Galip Ensarioğlu'nun açıklamaları
Genel Başkan Yardımcısı Çelik, bir gazetecinin, "AK Parti Diyarbakır Milletvekili Galip Ensarioğlu'nun bazı açıklamaları olmuştu. Bu açıklamalar, Dışişleri Bakanı Hakan Fidan'ın SDG'ye ilişkin söylemlerine karşı olarak yorumlandı. Ensarioğlu'nun 'Cumhurbaşkanının iradesine aykırı tavır gösteren kişi ya görevi bırakır ya da görevden alınır' ifadelerini nasıl değerlendiriyorsunuz?" sorusu üzerine, şunları kaydetti:

"Sayın Cumhurbaşkanımızın, devletimizin başı olarak çizdiği dış politika çizgisi hem Kabine'deki bütün arkadaşlarımız hem de bizim genel başkanımız olarak partimiz tarafından aynen takip edilmektedir. SDG konusunda da bakanlarımız ve parti yetkililerimiz arasında bir görüş ayrılığı ya da görüş farklılığı yoktur. Aynı şekilde Kabine'deki hiçbir arkadaşımızın da Cumhurbaşkanımızın iradesi dışında bir faaliyeti ya da söylemi söz konusu değildir. Dışişleri Bakanımızın, Milli Savunma Bakanımızın söylediği de Milli İstihbarat Teşkilatının yürüttüğü faaliyetler de Sayın Cumhurbaşkanımızın iradesinin içerisindedir. Bizim burada yaptığımız açıklamalar da aynı şekilde bu iradenin, çerçevenin içerisindedir. Bütün bunlar bütün siyaset yapıcı kurumlar tarafından olgunlaştırılarak, çeşitli güvenlik ve değerlendirme toplantıları vesilesiyle Sayın Cumhurbaşkanımıza arz ediliyor. Bütün bunlar en stratejik ayrıntılarına kadar ele alınıyor. Burada bir çerçeve oluşturuluyor ve en sonunda devletimizin başı olarak Sayın Cumhurbaşkanımızın verdiği talimatlar yerine getirilmeye çalışılıyor."

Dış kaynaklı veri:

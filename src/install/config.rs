use anyhow::Result;
use reqwest::Client;
use std::path::PathBuf;

use crate::{
    archive::{ArchiveExtractor, Extractor},
    http::HttpClient,
};

pub struct Config<E: Extractor> {
    pub http: HttpClient,
    pub extractor: E,
    pub install_root: Option<PathBuf>,
}

impl Config<ArchiveExtractor> {
    pub fn new(install_root: Option<PathBuf>) -> Result<Self> {
        let client = Client::builder().user_agent("sfi-cli").build()?;

        Ok(Self {
            http: HttpClient::new(client),
            extractor: ArchiveExtractor::new(),
            install_root,
        })
    }
}
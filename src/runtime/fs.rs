//! File system operations (read, write, directory, permissions).

use anyhow::{Context, Result};
use std::fs;
use std::path::{Path, PathBuf};

use super::RealRuntime;

impl RealRuntime {
    #[tracing::instrument(skip(self, contents))]
    pub(crate) fn write_impl(&self, path: &Path, contents: &[u8]) -> Result<()> {
        fs::write(path, contents).context("Failed to write to file")?;
        Ok(())
    }

    #[tracing::instrument(skip(self))]
    pub(crate) fn read_to_string_impl(&self, path: &Path) -> Result<String> {
        fs::read_to_string(path).context("Failed to read file to string")
    }

    #[tracing::instrument(skip(self))]
    pub(crate) fn rename_impl(&self, from: &Path, to: &Path) -> Result<()> {
        fs::rename(from, to).context("Failed to rename file")?;
        Ok(())
    }

    #[tracing::instrument(skip(self))]
    pub(crate) fn create_dir_all_impl(&self, path: &Path) -> Result<()> {
        fs::create_dir_all(path).context("Failed to create directory")?;
        Ok(())
    }

    #[tracing::instrument(skip(self))]
    pub(crate) fn remove_file_impl(&self, path: &Path) -> Result<()> {
        fs::remove_file(path).context("Failed to remove file")?;
        Ok(())
    }

    #[tracing::instrument(skip(self))]
    pub(crate) fn exists_impl(&self, path: &Path) -> bool {
        path.exists()
    }

    #[tracing::instrument(skip(self))]
    pub(crate) fn read_dir_impl(&self, path: &Path) -> Result<Vec<PathBuf>> {
        fs::read_dir(path)?.map(|entry| Ok(entry?.path())).collect()
    }

    #[tracing::instrument(skip(self))]
    pub(crate) fn create_file_impl(&self, path: &Path) -> Result<Box<dyn std::io::Write + Send>> {
        let file = std::fs::File::create(path).context("Failed to create file")?;
        Ok(Box::new(file))
    }

    #[tracing::instrument(skip(self))]
    pub(crate) fn open_impl(&self, path: &Path) -> Result<Box<dyn std::io::Read + Send>> {
        let file = std::fs::File::open(path).context("Failed to open file")?;
        Ok(Box::new(file))
    }

    #[tracing::instrument(skip(self))]
    pub(crate) fn remove_dir_all_impl(&self, path: &Path) -> Result<()> {
        fs::remove_dir_all(path).context("Failed to remove directory and its contents")?;
        Ok(())
    }

    #[tracing::instrument(skip(self))]
    pub(crate) fn is_dir_impl(&self, path: &Path) -> bool {
        path.is_dir()
    }

    #[tracing::instrument(skip(self))]
    pub(crate) fn set_permissions_impl(&self, path: &Path, mode: u32) -> Result<()> {
        #[cfg(unix)]
        {
            use std::os::unix::fs::PermissionsExt;
            let permissions = fs::Permissions::from_mode(mode);
            fs::set_permissions(path, permissions).context("Failed to set permissions")?;
        }
        #[cfg(not(unix))]
        {
            let _ = (path, mode); // Suppress unused warnings on non-Unix
        }
        Ok(())
    }
}
//! HTTP layer: download client with retry and error classification.

mod client;
mod retry;

pub use client::HttpClient;
pub use retry::NonRetryableError;
use anyhow::Result;
use clap::Parser;
use sfi::install;
use std::path::PathBuf;

/// sfi - Source Formula Installer
///
/// Build and install software from source, driven by declarative
/// formula files (TOML): a source URL, a SHA-256 checksum, the
/// dependencies, and a fixed configure/build/install recipe.
///
/// Examples:
///   sfi install qvm-ffmpeg.toml    # Build and install from a formula
#[derive(Parser, Debug)]
#[command(author, version, about)]
struct Cli {
    #[command(subcommand)]
    command: Commands,

    /// Install root directory (overrides defaults; also via SFI_ROOT)
    #[arg(
        long = "root",
        short = 'r',
        env = "SFI_ROOT",
        value_name = "PATH",
        global = true
    )]
    pub install_root: Option<PathBuf>,
}

#[derive(clap::Subcommand, Debug)]
enum Commands {
    /// Build and install a package from a formula file
    Install(InstallArgs),

    /// Check that a formula file is well-formed
    Validate(FormulaArgs),

    /// Print the contents of a formula file
    Show(FormulaArgs),

    /// List installed packages
    List(ListArgs),
}

#[derive(clap::Args, Debug)]
pub struct InstallArgs {
    /// Path to the formula file
    #[arg(value_name = "FORMULA")]
    pub formula: PathBuf,

    /// Install into this exact prefix instead of {root}/{name}/{version}
    #[arg(long, value_name = "PATH")]
    pub prefix: Option<PathBuf>,
}

#[derive(clap::Args, Debug)]
pub struct FormulaArgs {
    /// Path to the formula file
    #[arg(value_name = "FORMULA")]
    pub formula: PathBuf,
}

#[derive(clap::Args, Debug)]
pub struct ListArgs {}

#[tokio::main]
async fn main() -> Result<()> {
    env_logger::Builder::from_env(env_logger::Env::default().default_filter_or("warn")).init();
    let cli = Cli::parse();
    let runtime = sfi::runtime::RealRuntime;

    match cli.command {
        Commands::Install(args) => {
            install::install(runtime, &args.formula, cli.install_root, args.prefix).await?
        }
        Commands::Validate(args) => install::check(&runtime, &args.formula)?,
        Commands::Show(args) => install::show(&runtime, &args.formula)?,
        Commands::List(_args) => install::list(runtime, cli.install_root)?,
    }
    Ok(())
}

"Hepimiz aynı entegre stratejinin çeşitli alanlardaki faaliyetlerini icra ediyoruz"
Ömer Çelik, bu konuda, bakanlar arasında ve Kabine ile parti arasında bir çelişki aramanın doğru olmadığını ifade etti.

Bazı yorumlarda, "Şu kişi sert, şu kişi yumuşak konuşuyor" denildiğine dikkati çeken Çelik, şu değerlendirmelerde bulundu:

"Öyle bir şey yok. Buradaki tutumumuz net. Bu işle doğrudan ilgili olan Dışişleri Bakanlığı, Milli Savunma Bakanlığı ve Milli İstihbarat Teşkilatı Başkanlığı arasında herhangi bir ayrım ya da farklı yöne bakma gibi şey söz konusu değil. Galip Bey, bugün bir açıklama yapmış. Başka bir şeyi kastederek bu sözleri söylediğini, herhangi bir bakanı kastetmediğini ifade ediyor. Onu da kayda geçirmiş olayım. Bundan sonra da yapacağımız şudur. Bütün bu bölge halklarına dönük, kardeşlik çerçevesinde ama Türkiye'nin milli güvenliğini, Terörsüz Türkiye hedefini ve aynı zamanda terörsüz bölgenin gerçekleşme hedefini bir çerçeve olarak belirleyip, bunun gereklerinin yerine getirilmesi için bir çalışma yapılmaktadır. O yüzden, zaman zaman bu işleri yürüten arkadaşlarımıza, Dışişleri Bakanımıza, Milli Savunma Bakanımıza, MİT Başkanımıza, parti içinde açıklama yapan çeşitli birimlerdeki arkadaşlarımıza dönük farklı değerlendirmeler görebiliyoruz. Bunlar doğru şeyler değil. Hepimiz aynı entegre stratejinin çeşitli alanlardaki faaliyetlerini icra ediyoruz."